Some cases that were publicly described as China Initiative cases were absent from the program's webpage, including that of MIT professor Gang Chen. Chen was accused of failure to disclose contracts, appointments, and awards from Chinese entities while taking federal grants from the Department of Energy. A letter to MIT president Leo Rafael Reif from 170 MIT faculty members claimed that this was not true and presented several refutations of the allegations against Chen. The MIT president asserted that the contract in question was between MIT and a Chinese university, the Southern University of Science and Technology (SUSTech), to provide MIT with $25 million over five years. MIT paid for Chen's legal defense. Prosecutors recommended dropping charges against Chen and the US District Court dismissed the case in January 2022.

Other cases, including that of Cleveland Clinic researcher Qing Wang, were removed from the webpage after charges were dismissed. MIT Technology Review found that only 13 of 23 research integrity cases were listed on the webpage. Seven of those ended in dismissals and acquittals, and were removed. Of the 12 cases involving theft of trade secrets or economic espionage, only 10 were listed, and seven were charged with only theft of trade secrets but not espionage. Only one case charged both theft and espionage. MIT analysis showed that 17 cases and 39 defendants were removed from the China Initiative webpage while two cases and five defendants were added.
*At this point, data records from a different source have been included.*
//! Workflow engine core: templating, step dispatch, execution, scheduling.
//!
//! - `definition` -- document parsing and structural validation
//! - `context` -- per-run state holding trigger data and step results
//! - `template` -- `{{...}}` placeholder resolution over step configs
//! - `step_runner` -- `StepKind` -> handler dispatch and the transport ports
//! - `transform` -- `Transformer` extension point with the JEXL default
//! - `executor` -- sequential, fail-fast execution engine
//! - `scheduler` -- delayed job queue, reconciliation, worker
//! - `trigger` -- webhook resolution and asynchronous dispatch

pub mod context;
pub mod definition;
pub mod executor;
pub mod scheduler;
pub mod step_runner;
pub mod template;
pub mod transform;
pub mod trigger;
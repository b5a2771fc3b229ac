//! `autoflow reconcile`: one scheduler pass from the command line.

use anyhow::Result;
use comfy_table::{presets, Cell, Color, ContentArrangement, Table};
use console::style;

use crate::state::AppState;

/// Run a single reconciliation pass and print the report plus pending jobs.
///
/// The queue lives in this process only, so the listing shows what a server
/// started now would schedule first.
pub async fn reconcile(state: &AppState, json: bool) -> Result<()> {
    let report = state.scheduler.reconcile().await?;
    let jobs = state.scheduler.pending_jobs().await;

    if json {
        let out = serde_json::json!({
            "report": report,
            "pending": jobs
                .iter()
                .map(|j| serde_json::json!({
                    "workflowId": j.workflow_id,
                    "workflowName": j.definition.name,
                    "runAt": j.run_at.to_rfc3339(),
                }))
                .collect::<Vec<_>>(),
        });
        println!("{}", serde_json::to_string_pretty(&out)?);
        return Ok(());
    }

    println!();
    println!(
        "  {} Reconciled: {} scheduled, {} unchanged, {} skipped, {} removed",
        style("*").green().bold(),
        report.scheduled,
        report.unchanged,
        report.skipped,
        report.removed
    );
    println!();

    if jobs.is_empty() {
        println!("  No active schedule-triggered workflows.");
        println!();
        return Ok(());
    }

    let mut table = Table::new();
    table
        .load_preset(presets::UTF8_FULL_CONDENSED)
        .set_content_arrangement(ContentArrangement::Dynamic)
        .set_header(vec![
            Cell::new("Next run").fg(Color::Cyan),
            Cell::new("Workflow"),
            Cell::new("Id"),
        ]);
    for job in &jobs {
        table.add_row(vec![
            Cell::new(job.run_at.format("%Y-%m-%d %H:%M:%S UTC")),
            Cell::new(&job.definition.name),
            Cell::new(job.workflow_id),
        ]);
    }
    println!("{table}");
    println!();
    Ok(())
}
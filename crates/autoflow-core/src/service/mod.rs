//! Business logic services (use cases).
//!
//! Services orchestrate repository calls, the scheduler, and the execution
//! engine. They depend on traits (ports) -- never on concrete infrastructure
//! implementations.

pub mod workflow;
On 19 November, two days after MIT Technology Review approached the DOJ with questions about the China Initiative, significant revisions were made to the China Initiative webpage. Some items were deleted while other items were added. A former DOJ official suggested the webpage may have been organized less clearly than warranted given the scale and impact of the program. Some cases, such as one involving a turtle-smuggling ring (which was later removed), may have been added to it by mistake. According to the official, such errors may have been due to a new staff member's zeal in looking for cases with a "nexus to China."

FBI misconduct 

The first prosecution of the China Initiative, the Trial of Anming Hu, resulted in a hung jury and mistrial in June 2021, and Hu's acquittal in September 2021. Anming Hu is an associate professor in the Department of Mechanical, Aerospace and Biomedical Engineering at the University of Tennessee, Knoxville (UTK). Hu was fired in 2020 pursuant to the case against him, and reinstated in 2022.  He was charged with three counts of fraud and three counts of making false statements after 21 months of FBI surveillance failed to find any evidence of espionage.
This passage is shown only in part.